After the glam-rock success of 1972’s Transformer and its hit song, “Walk on the Wild Side,” Lou Reed created what he hoped would be his masterpiece, Berlin. It used the love story of two drug addicts in that then-divided city to explore themes of addiction, domestic violence, and suicide. But the critics weren’t enthusiastic (Rolling Stone: “A disaster … Good-bye, Lou”), and a mediocre commercial response all but buried the record and his mainstream career. Now Berlin’s back, with a new stage production, directed and designed by Julian Schnabel, at Brooklyn’s St. Ann’s Warehouse. Reed spoke to Mark Mordue.

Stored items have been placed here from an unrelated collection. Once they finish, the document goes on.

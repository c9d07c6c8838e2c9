#![forbid(unsafe_code)]

//! Catalog document decoding.
//!
//! The page fetches the catalog once as a JSON array of
//! `{ "name", "type", "docs"?, "uri" }` records. A record without a name
//! decodes with an empty one and simply never matches. Unknown `type`
//! strings are kept as [`ItemType::Other`](docsearch_core::ItemType::Other)
//! so one new server-side type cannot break the whole search box.

use crate::error::CatalogError;
use docsearch_core::Catalog;

/// Decode a catalog document.
pub fn parse_catalog(json: &str) -> Result<Catalog, CatalogError> {
    let catalog: Catalog = serde_json::from_str(json)?;

    #[cfg(feature = "tracing")]
    tracing::debug!(items = catalog.len(), "catalog decoded");

    Ok(catalog)
}

#[cfg(test)]
mod tests {
    use super::*;
    use docsearch_core::ItemType;

    #[test]
    fn decodes_server_records() {
        let catalog = parse_catalog(
            r#"[
                {"name": "Orders", "type": "application", "uri": "/applications/1"},
                {"name": "PlaceOrder", "type": "command", "docs": "Places an order.", "uri": "/messages/2"},
                {"name": "OrderSaga", "type": "saga", "uri": "/handlers/3"},
                {"type": "event", "uri": "/messages/4"}
            ]"#,
        )
        .unwrap();
        assert_eq!(catalog.len(), 4);
        let kinds: Vec<ItemType> = catalog.iter().map(|i| i.kind.clone()).collect();
        assert_eq!(
            kinds,
            [
                ItemType::Application,
                ItemType::Command,
                ItemType::Other("saga".into()),
                ItemType::Event
            ]
        );
        assert_eq!(catalog.get(1).and_then(|i| i.docs()), Some("Places an order."));
        assert_eq!(catalog.get(3).map(|i| i.name.as_str()), Some(""));
    }

    #[test]
    fn empty_document_is_empty_catalog() {
        assert!(parse_catalog("[]").unwrap().is_empty());
    }

    #[test]
    fn wrong_shapes_are_errors() {
        assert!(parse_catalog(r#"{"items": []}"#).is_err());
        assert!(parse_catalog(r#"[{"name": "NoUri", "type": "event"}]"#).is_err());
        let err = parse_catalog("[").unwrap_err();
        assert!(err.to_string().starts_with("invalid search catalog: "));
    }
}
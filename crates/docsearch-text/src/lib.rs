#![forbid(unsafe_code)]

//! Matching and ranking for docsearch.
//!
//! This crate provides:
//! - [`RegionFinder`] / [`find_regions`]: fuzzy subsequence matching with
//!   highlight-region extraction
//! - [`score`]: lower-is-better rank value for a match
//! - [`rank`]: catalog filtering and total ordering of results
//! - [`segments`]: plain/highlighted pieces of a name for renderers
//! - [`collate`]: case-insensitive name ordering used for tie-breaks

pub mod collate;
pub mod highlight;
pub mod matcher;
pub mod rank;
pub mod score;

pub use collate::collate;
pub use highlight::{Segment, segments};
pub use matcher::{Region, RegionFinder, Regions, find_regions, fold_char, is_subsequence};
pub use rank::{MatchResult, rank};
pub use score::score;
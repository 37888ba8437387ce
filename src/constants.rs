// src/constants.rs
//! Domain constants that define the operational boundaries of the system.
//!
//! Each constant is named for the documented Notion API limit it
//! enforces. Reading these constants should tell you the story of what
//! the API will and will not accept in a request body.

// ---------------------------------------------------------------------------
// Notion API request-size limits
// ---------------------------------------------------------------------------

/// Maximum characters in the `content` of a text rich-text object.
pub const TEXT_CONTENT_MAX_CHARS: usize = 2000;

/// Maximum characters in the URL of an inline link.
pub const LINK_URL_MAX_CHARS: usize = 2000;

/// Maximum characters in the LaTeX `expression` of an equation object.
pub const EQUATION_EXPRESSION_MAX_CHARS: usize = 1000;

/// Maximum elements in any array of rich-text objects.
pub const RICH_TEXT_ARRAY_MAX_ITEMS: usize = 100;

/// Maximum options in a multi-select property value.
pub const MULTI_SELECT_MAX_ITEMS: usize = 100;

// ---------------------------------------------------------------------------
// Error display
// ---------------------------------------------------------------------------

/// Maximum characters shown when previewing error response bodies.
pub const ERROR_BODY_PREVIEW_LENGTH: usize = 200;
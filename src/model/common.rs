// src/model/common.rs
//! Fixed-shape value objects shared across the schema: files, emoji,
//! icons, dates, select options, and user references.

use crate::types::{Color, UserId, ValidatedUrl};
use serde::{Deserialize, Serialize};

/// A Notion-hosted file with a signed, expiring URL.
///
/// Only the server produces these; requests reference external files.
#[derive(Debug, Clone, PartialEq, Serialize, Deserialize)]
pub struct HostedFile {
    pub url: ValidatedUrl,
    #[serde(skip_serializing_if = "Option::is_none")]
    pub expiry_time: Option<chrono::DateTime<chrono::Utc>>,
}

/// An externally hosted file referenced by URL.
#[derive(Debug, Clone, PartialEq, Serialize, Deserialize)]
pub struct ExternalFile {
    pub url: ValidatedUrl,
}

/// File object — either hosted by Notion or referenced externally.
#[derive(Debug, Clone, PartialEq, Serialize, Deserialize)]
#[serde(tag = "type", rename_all = "snake_case")]
pub enum FileObject {
    File { file: HostedFile },
    External { external: ExternalFile },
}

impl FileObject {
    /// Reference an externally hosted file — the only kind a caller can
    /// construct; hosted files are server-assigned.
    pub fn external(url: ValidatedUrl) -> Self {
        Self::External {
            external: ExternalFile { url },
        }
    }
}

/// Page icon — an emoji character or a file object.
#[derive(Debug, Clone, PartialEq, Serialize, Deserialize)]
#[serde(tag = "type", rename_all = "snake_case")]
pub enum Icon {
    Emoji { emoji: String },
    File { file: HostedFile },
    External { external: ExternalFile },
}

impl Icon {
    pub fn emoji(emoji: impl Into<String>) -> Self {
        Self::Emoji {
            emoji: emoji.into(),
        }
    }
}

/// Date value with an optional end for ranges.
///
/// Start and end are ISO 8601 strings; the API accepts plain dates or
/// datetimes in the same slot.
#[derive(Debug, Clone, PartialEq, Eq, Serialize, Deserialize)]
pub struct DateValue {
    pub start: String,
    pub end: Option<String>,
    #[serde(skip_serializing_if = "Option::is_none")]
    pub time_zone: Option<String>,
}

impl DateValue {
    pub fn new(start: impl Into<String>) -> Self {
        Self {
            start: start.into(),
            end: None,
            time_zone: None,
        }
    }

    pub fn with_end(mut self, end: impl Into<String>) -> Self {
        self.end = Some(end.into());
        self
    }
}

/// Select option — requests send only the name; responses carry the
/// server-assigned id and color as well.
#[derive(Debug, Clone, PartialEq, Serialize, Deserialize)]
pub struct SelectOption {
    #[serde(skip_serializing_if = "Option::is_none")]
    pub id: Option<String>,
    pub name: String,
    #[serde(skip_serializing_if = "Option::is_none")]
    pub color: Option<Color>,
}

impl SelectOption {
    pub fn named(name: impl Into<String>) -> Self {
        Self {
            id: None,
            name: name.into(),
            color: None,
        }
    }
}

fn user_object_tag() -> String {
    "user".to_string()
}

/// Reference to a user, as used in mentions and actor fields.
#[derive(Debug, Clone, PartialEq, Eq, Serialize, Deserialize)]
pub struct UserRef {
    #[serde(default = "user_object_tag")]
    pub object: String,
    pub id: UserId,
}

impl UserRef {
    pub fn new(id: UserId) -> Self {
        Self {
            object: user_object_tag(),
            id,
        }
    }
}
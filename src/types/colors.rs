use super::ValidationError;
use serde::{Deserialize, Serialize};
use std::fmt;

/// Type-safe color enum instead of strings.
///
/// The serialized form is the exact wire value the Notion API expects,
/// so background variants carry the `_background` suffix.
#[derive(Debug, Clone, Copy, PartialEq, Eq, Serialize, Deserialize)]
#[serde(rename_all = "snake_case")]
#[derive(Default)]
pub enum Color {
    #[default]
    Default,
    Gray,
    Brown,
    Red,
    Orange,
    Yellow,
    Green,
    Blue,
    Purple,
    Pink,
    GrayBackground,
    BrownBackground,
    RedBackground,
    OrangeBackground,
    YellowBackground,
    GreenBackground,
    BlueBackground,
    PurpleBackground,
    PinkBackground,
}

impl std::str::FromStr for Color {
    type Err = ValidationError;

    fn from_str(s: &str) -> Result<Self, Self::Err> {
        match s {
            "default" => Ok(Color::Default),
            "gray" => Ok(Color::Gray),
            "brown" => Ok(Color::Brown),
            "red" => Ok(Color::Red),
            "orange" => Ok(Color::Orange),
            "yellow" => Ok(Color::Yellow),
            "green" => Ok(Color::Green),
            "blue" => Ok(Color::Blue),
            "purple" => Ok(Color::Purple),
            "pink" => Ok(Color::Pink),
            "gray_background" => Ok(Color::GrayBackground),
            "brown_background" => Ok(Color::BrownBackground),
            "red_background" => Ok(Color::RedBackground),
            "orange_background" => Ok(Color::OrangeBackground),
            "yellow_background" => Ok(Color::YellowBackground),
            "green_background" => Ok(Color::GreenBackground),
            "blue_background" => Ok(Color::BlueBackground),
            "purple_background" => Ok(Color::PurpleBackground),
            "pink_background" => Ok(Color::PinkBackground),
            _ => Err(ValidationError::InvalidColor(s.to_string())),
        }
    }
}

impl Color {
    /// Convert to the wire string representation
    pub fn as_str(&self) -> &'static str {
        match self {
            Color::Default => "default",
            Color::Gray => "gray",
            Color::Brown => "brown",
            Color::Red => "red",
            Color::Orange => "orange",
            Color::Yellow => "yellow",
            Color::Green => "green",
            Color::Blue => "blue",
            Color::Purple => "purple",
            Color::Pink => "pink",
            Color::GrayBackground => "gray_background",
            Color::BrownBackground => "brown_background",
            Color::RedBackground => "red_background",
            Color::OrangeBackground => "orange_background",
            Color::YellowBackground => "yellow_background",
            Color::GreenBackground => "green_background",
            Color::BlueBackground => "blue_background",
            Color::PurpleBackground => "purple_background",
            Color::PinkBackground => "pink_background",
        }
    }

    /// Check if this is a background color
    pub fn is_background(&self) -> bool {
        matches!(
            self,
            Color::GrayBackground
                | Color::BrownBackground
                | Color::RedBackground
                | Color::OrangeBackground
                | Color::YellowBackground
                | Color::GreenBackground
                | Color::BlueBackground
                | Color::PurpleBackground
                | Color::PinkBackground
        )
    }
}

impl fmt::Display for Color {
    fn fmt(&self, f: &mut fmt::Formatter<'_>) -> fmt::Result {
        write!(f, "{}", self.as_str())
    }
}

#[cfg(test)]
mod tests {
    use super::*;
    use std::str::FromStr;

    #[test]
    fn test_color_parsing() {
        assert_eq!(Color::from_str("red").unwrap(), Color::Red);
        assert_eq!(
            Color::from_str("gray_background").unwrap(),
            Color::GrayBackground
        );
        assert!(Color::from_str("light_gray").is_err());
        assert!(Color::from_str("invalid").is_err());
    }

    #[test]
    fn test_wire_values_round_trip() {
        let serialized = serde_json::to_string(&Color::BlueBackground).unwrap();
        assert_eq!(serialized, "\"blue_background\"");
        let parsed: Color = serde_json::from_str("\"blue_background\"").unwrap();
        assert_eq!(parsed, Color::BlueBackground);
    }

    #[test]
    fn test_background_colors() {
        assert!(!Color::Red.is_background());
        assert!(Color::RedBackground.is_background());
    }
}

I want to ask the obvious question: Why return to Berlin now?
You know, it’s the one question I get asked. Susan Feldman, who runs St. Ann’s—John Cale and I did Songs for ’Drella there—always wanted me to do this. I just said, “Yes. Why not? It might be fun.”

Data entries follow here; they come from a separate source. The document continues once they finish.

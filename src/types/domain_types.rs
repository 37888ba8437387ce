// src/types/domain_types.rs
//! Domain-specific newtypes for type safety and validation.

use super::ValidationError;
use serde::{Deserialize, Serialize};
use std::fmt;
use url::Url;

/// Bearer token for Notion API authentication
#[derive(Debug, Clone, PartialEq, Eq)]
pub struct ApiKey(String);

impl ApiKey {
    /// Create a new API key with validation
    pub fn new(key: impl Into<String>) -> Result<Self, ValidationError> {
        let key = key.into();

        if key.is_empty() {
            return Err(ValidationError::InvalidApiKey {
                reason: "API key cannot be empty".to_string(),
            });
        }

        if !key.starts_with("secret_") && !key.starts_with("ntn_") {
            return Err(ValidationError::InvalidApiKey {
                reason: "API key must start with 'secret_' or 'ntn_'".to_string(),
            });
        }

        if key.len() < 20 {
            return Err(ValidationError::InvalidApiKey {
                reason: "API key is too short".to_string(),
            });
        }

        Ok(Self(key))
    }

    /// Get the API key as a string reference
    pub fn as_str(&self) -> &str {
        &self.0
    }

    /// Create an API key without validation (only for testing)
    #[cfg(test)]
    pub fn new_unchecked(key: impl Into<String>) -> Self {
        Self(key.into())
    }
}

impl fmt::Display for ApiKey {
    fn fmt(&self, f: &mut fmt::Formatter<'_>) -> fmt::Result {
        // Redact API key in display
        write!(f, "{}...", &self.0[..10])
    }
}

/// Validated absolute URL type
#[derive(Debug, Clone, PartialEq, Eq)]
pub struct ValidatedUrl(Url);

// Manual Serialize/Deserialize implementation for Url
impl Serialize for ValidatedUrl {
    fn serialize<S>(&self, serializer: S) -> Result<S::Ok, S::Error>
    where
        S: serde::Serializer,
    {
        self.0.as_str().serialize(serializer)
    }
}

impl<'de> Deserialize<'de> for ValidatedUrl {
    fn deserialize<D>(deserializer: D) -> Result<Self, D::Error>
    where
        D: serde::Deserializer<'de>,
    {
        let s = String::deserialize(deserializer)?;
        ValidatedUrl::parse(&s).map_err(serde::de::Error::custom)
    }
}

impl ValidatedUrl {
    /// Create a new validated URL
    pub fn parse(url: &str) -> Result<Self, ValidationError> {
        match Url::parse(url) {
            Ok(parsed_url) => {
                if parsed_url.scheme() != "http" && parsed_url.scheme() != "https" {
                    return Err(ValidationError::InvalidUrl {
                        url: url.to_string(),
                        reason: "Only HTTP and HTTPS URLs are supported".to_string(),
                    });
                }
                Ok(Self(parsed_url))
            }
            Err(e) => Err(ValidationError::InvalidUrl {
                url: url.to_string(),
                reason: e.to_string(),
            }),
        }
    }

    /// Get the URL as a string
    pub fn as_str(&self) -> &str {
        self.0.as_str()
    }

    /// Get the underlying URL
    pub fn as_url(&self) -> &Url {
        &self.0
    }
}

impl fmt::Display for ValidatedUrl {
    fn fmt(&self, f: &mut fmt::Formatter<'_>) -> fmt::Result {
        write!(f, "{}", self.0)
    }
}

/// Validated email address for email property values.
///
/// The check is the pragmatic local@domain shape, not full RFC 5321 —
/// Notion re-validates on its side anyway.
#[derive(Debug, Clone, PartialEq, Eq, Serialize, Deserialize)]
#[serde(transparent)]
pub struct EmailAddress(String);

impl EmailAddress {
    pub fn new(address: impl Into<String>) -> Result<Self, ValidationError> {
        let address = address.into();

        let Some((local, domain)) = address.split_once('@') else {
            return Err(ValidationError::InvalidEmail {
                address,
                reason: "missing '@' separator".to_string(),
            });
        };

        if local.is_empty() || domain.is_empty() {
            return Err(ValidationError::InvalidEmail {
                address: format!("{}@{}", local, domain),
                reason: "local part and domain must be non-empty".to_string(),
            });
        }

        if !domain.contains('.') || domain.contains('@') || address.contains(char::is_whitespace) {
            return Err(ValidationError::InvalidEmail {
                address,
                reason: "malformed domain".to_string(),
            });
        }

        Ok(Self(address))
    }

    pub fn as_str(&self) -> &str {
        &self.0
    }
}

impl fmt::Display for EmailAddress {
    fn fmt(&self, f: &mut fmt::Formatter<'_>) -> fmt::Result {
        write!(f, "{}", self.0)
    }
}

/// The name of a property as it appears in the owning database's schema.
#[derive(Debug, Clone, PartialEq, Eq, Hash, PartialOrd, Ord, Serialize, Deserialize)]
#[serde(transparent)]
pub struct PropertyName(String);

impl PropertyName {
    pub fn new(name: impl Into<String>) -> Self {
        Self(name.into())
    }

    pub fn as_str(&self) -> &str {
        &self.0
    }
}

impl fmt::Display for PropertyName {
    fn fmt(&self, f: &mut fmt::Formatter<'_>) -> fmt::Result {
        write!(f, "{}", self.0)
    }
}

impl std::borrow::Borrow<str> for PropertyName {
    fn borrow(&self) -> &str {
        &self.0
    }
}

impl From<String> for PropertyName {
    fn from(s: String) -> Self {
        Self(s)
    }
}

impl From<&str> for PropertyName {
    fn from(s: &str) -> Self {
        Self(s.to_string())
    }
}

When Berlin came out it in 1973, it was attacked for being an ugly record—
You mean from critics? Why would I pay attention to that?
Why does thematic storytelling interest you so much? Obviously, you’ve had Songs for ’Drella and more recently The Raven and—
I’m interested in writing. Writing married to rock. I’m pretty simple. No big mystery in me. Truly.
I ask because—
I mean it’s like saying, “Gee, A Streetcar Named Desire is a very depressing play,” or “Wow! Hamlet is a depressing play.” Yeah? … You know, [rock and roll] recordings are thought of at such a low level. Like, “Wow! What’s that doing on a record?” It’s really odd.
But what about in terms of the things you were trying to develop with Berlin in particular?
It’s called “writing.” And the object is to make a reality with lyrics and music that someone can respond to and relate to. I wanted to tell a story. And I put it in Berlin because it was a divided city and I thought it was a great metaphor. I hadn’t been to Berlin, you know.
I thought the whole divided-city theme wasn’t just a way of looking at a relationship, it was also a matter of looking at yourself.
I don’t know. Writing is writing. I never understood it, so if you do, you’re ahead of me.